I watched a crime show a while back where the villainess used a paralytic on her victims so she could pose them like dolls. The authorities would find their lifeless bodies roughly two months after their abduction. There were no wounds, no signs of abuse. The captives had been fed intravenously all the nutrients a body requires. The cause of death? Lack of movement, coupled with the psychological trauma of being imprisoned within the body.
This website is all about encouraging movement. I certainly understand (or at least thought I did) the value of motion. Yet I found this message impactful – the body terminates without movement and will. A TV show, sure, but crime shows are typically based on real-life events. A mere eight or nine weeks of immobility and these previously healthy females in the prime of their lives took their last breaths. Now that’s an eye opener!

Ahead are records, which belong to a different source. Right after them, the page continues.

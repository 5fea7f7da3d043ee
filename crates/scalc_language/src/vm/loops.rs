//! `UNTIL` loop bookkeeping.
//!
//! Before execution the bytecode is scanned once to pair every `UNTIL` with
//! its `UNTIL_END`. At run time `UNTIL` records the stack depth, and a
//! rewinding `UNTIL_END` looks up where to jump back to and how much of the
//! stack to discard.

use scalc_foundation::{Error, EvalErrorKind, Result};

use crate::opcode::{Instructions, Opcode};

/// Most `UNTIL` loops one expression may hold.
pub const MAX_LOOPS: usize = 10;

#[derive(Clone, Copy, Default)]
struct Entry {
    /// Offset of the `UNTIL` instruction.
    head: usize,
    /// Offset of the matching `UNTIL_END`.
    end: Option<usize>,
    /// Stack depth when `UNTIL` last ran.
    depth: usize,
}

/// Pairs of loop markers found in one buffer.
pub(crate) struct LoopTable {
    entries: [Entry; MAX_LOOPS],
    len: usize,
}

impl LoopTable {
    /// Pairs the loop markers of `code`; the innermost open `UNTIL` claims
    /// each `UNTIL_END`.
    ///
    /// # Errors
    ///
    /// Fails on more than [`MAX_LOOPS`] loops, on a marker without a partner,
    /// and on undecodable bytecode.
    pub(crate) fn scan(code: &[u8]) -> Result<Self> {
        let mut table = Self {
            entries: [Entry::default(); MAX_LOOPS],
            len: 0,
        };
        for inst in Instructions::new(code) {
            let inst = inst?;
            match inst.op {
                Opcode::Until => {
                    let entry = table.entries.get_mut(table.len).ok_or_else(|| {
                        Error::eval(EvalErrorKind::TooManyLoops { limit: MAX_LOOPS })
                    })?;
                    *entry = Entry {
                        head: inst.offset,
                        end: None,
                        depth: 0,
                    };
                    table.len += 1;
                }
                Opcode::UntilEnd => {
                    let open = table.entries[..table.len]
                        .iter_mut()
                        .rev()
                        .find(|e| e.end.is_none())
                        .ok_or_else(|| unmatched(inst.offset))?;
                    open.end = Some(inst.offset);
                }
                _ => {}
            }
        }
        if let Some(open) = table.entries[..table.len].iter().find(|e| e.end.is_none()) {
            return Err(unmatched(open.head));
        }
        Ok(table)
    }

    /// Returns the number of loops found.
    #[cfg(test)]
    pub(crate) fn len(&self) -> usize {
        self.len
    }

    /// Records the stack depth at the `UNTIL` at `head`.
    pub(crate) fn enter(&mut self, head: usize, depth: usize) -> Result<()> {
        let entry = self.entries[..self.len]
            .iter_mut()
            .find(|e| e.head == head)
            .ok_or_else(|| unmatched(head))?;
        entry.depth = depth;
        Ok(())
    }

    /// Returns the `UNTIL` offset and recorded depth for the `UNTIL_END` at
    /// `end`.
    pub(crate) fn rewind(&self, end: usize) -> Result<(usize, usize)> {
        self.entries[..self.len]
            .iter()
            .find(|e| e.end == Some(end))
            .map(|e| (e.head, e.depth))
            .ok_or_else(|| unmatched(end))
    }
}

fn unmatched(offset: usize) -> Error {
    Error::eval(EvalErrorKind::UnmatchedLoop { offset })
}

My ability to be self-mobile has declined rapidly over the past several months. When I wrote Rolling Along last July – after my first escapade with a rolling walker – I could still get out and about in a mostly vertical stance. Unfortunately, my hopes for this apparatus to create a new level of unencumbered movement for me were unrealized. Funny thing, wheels did nothing for my ability to actually move my legs. Outings from that point on were reduced, movement around the house more and more limited.

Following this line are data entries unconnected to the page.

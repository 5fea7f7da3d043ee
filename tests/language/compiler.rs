//! Integration tests for the compiler
//!
//! Tests the public compile entry points and the shape of their output.

use scalc_foundation::CompileErrorKind;
use scalc_language::opcode::{TAG_NO_STRING, TAG_USES_STRING};
use scalc_language::{Opcode, Operand, compile, compile_bytes, compile_into, postfix_capacity};

fn ops(source: &str) -> Vec<Opcode> {
    compile(source)
        .unwrap()
        .instructions()
        .map(|i| i.unwrap().op)
        .collect()
}

// =============================================================================
// Output Shape
// =============================================================================

#[test]
fn output_starts_with_type_tag_and_ends_with_end() {
    let code = compile("A+1").unwrap();
    assert_eq!(code.as_bytes()[0], TAG_NO_STRING);
    assert_eq!(code.as_bytes().last(), Some(&Opcode::End.to_byte()));

    let code = compile("AA+'x'").unwrap();
    assert_eq!(code.as_bytes()[0], TAG_USES_STRING);
}

#[test]
fn compile_into_matches_compile() {
    let source = "A>B?PRINTF('%.2f',A):MAX(A,B,1.5)";
    let code = compile(source).unwrap();
    let mut buf = vec![0u8; postfix_capacity(source.len())];
    let len = compile_into(source.as_bytes(), &mut buf).unwrap();
    assert_eq!(&buf[..len], code.as_bytes());
}

#[test]
fn raw_bytes_end_at_nul() {
    let code = compile_bytes(b"A+1\0garbage").unwrap();
    assert_eq!(code, compile("A+1").unwrap());
}

#[test]
fn string_literal_payloads() {
    let code = compile("\"it's\"+'say \"hi\"'").unwrap();
    let payloads: Vec<_> = code
        .instructions()
        .map(|i| i.unwrap().operand)
        .filter_map(|o| match o {
            Operand::Str(s) => Some(s.to_vec()),
            _ => None,
        })
        .collect();
    assert_eq!(payloads, vec![b"it's".to_vec(), b"say \"hi\"".to_vec()]);
}

#[test]
fn record_style_expressions() {
    use Opcode::*;
    assert_eq!(
        ops("(A+B)/2"),
        vec![Fetch(0), Fetch(1), Add, LiteralInt, Div, End]
    );
    assert_eq!(
        ops("ABS(A-B)>C"),
        vec![Fetch(0), Fetch(1), Sub, Abs, Fetch(2), Greater, End]
    );
}

// =============================================================================
// Errors
// =============================================================================

#[test]
fn errors_keep_legacy_status_codes() {
    let cases = [
        ("", 12),
        ("A+", 8),
        ("(A", 6),
        ("A)", 5),
        ("A?B", 7),
        ("1 2", 11),
    ];
    for (source, status) in cases {
        let err = compile(source).unwrap_err();
        assert_eq!(err.status(), status, "{source:?}");
    }
}

#[test]
fn errors_carry_the_expression() {
    let err = compile("SQRT(A").unwrap_err();
    assert_eq!(err.compile_kind(), Some(CompileErrorKind::ParenOpen));
    let ctx = err.context.unwrap();
    assert_eq!(ctx.expression.as_deref(), Some("SQRT(A"));
}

No longer able to walk the 100 Steps routes my husband and I scouted, I revised Why Steps? in March to explain how I now handle step counting. Couple that with abundant photos from my husband’s strolls at our selected venues, and I’m still in business to add new walks to 100 Steps.
During our Bandon camping in March, limited movement and energy reduced the scope of our outings, and my participation was from the seated vantage of a transport chair. At that point I resolved to add new information to each 100 Steps walk – wheel friendliness! This is not an ADA rating or specific to chairs; it is intended to cover all rolling mobility devices. You will now see one of these icons next to the Terrain description, depicting yes, no, or maybe the terrain is suitable for someone who depends on wheels.
When we returned from Bandon, I found I could not walk up the stairs. Not wanting to be outdone by a staircase, I went up in reverse on my butt – 14 steps, but I made it. I had the will to move, even if my body refused to cooperate.
A bit freaked out, my husband bought a seated stair lift the next day (thank you Craigslist). This started an avalanche of various assistive devices invading our home: ramps, handles, seats. An electric chair – the type that looks like an office chair perched on a lawnmower – now allows me to get around our house. At first I used it as little as possible, bearing as much as my legs could endure, but that did not last long. Soon the chair was necessary to move anywhere in our home and now even moving from couch to chair is a challenge. Yet it has afforded me a new sense of independence: I can feed our cute pups unassisted again; I can reach the windows to look out; several other more rudimentary self-care tasks remain possible. Although not self-propelled, it is still a form of movement.
I have a queue of places to add to 100 Steps, plus several more Roundups in mind, so I’m a long way from being out of material for this website. I will adapt and adjust my approach to the site, much as I do my ever-changing physical condition. It has always been a goal for 100 Steps to have multiple authors, allowing others to share their own walks. My depleted health is extra incentive to move forward with that enhancement as time allows. It will not interfere with my own efforts to keep moving, though. 100 Steps has always been an aid for movement not only in others, but primarily myself. It will continue to be so.
My leg muscles are literally wasting, much like the captive women must have experienced, but I do have will, which will propel me to move as much as my abilities allow. Isometrics, stretching, and standing for 1 minute while death-gripping the kitchen counter are challenging for me, but that is my current level of fitness. I do not know if I will ever recover to degree or even if this rapid decline will cease. I do know movement – outer, inner, both – are essential to life, so in one form or another I will continue to do so.
Mobility is a luxury. Value what you have. Cultivate it as you would a sensitive plant. Move to live.I wondered if there was merit to the crime show’s lack of movement premise. In researching this, I found articles on what happens when you move (Huffington Post, Ben Medder) and when you do not (Life Hacker, Mercola). Unless scare tactics are a motivator for you, you may want to view only the movement links!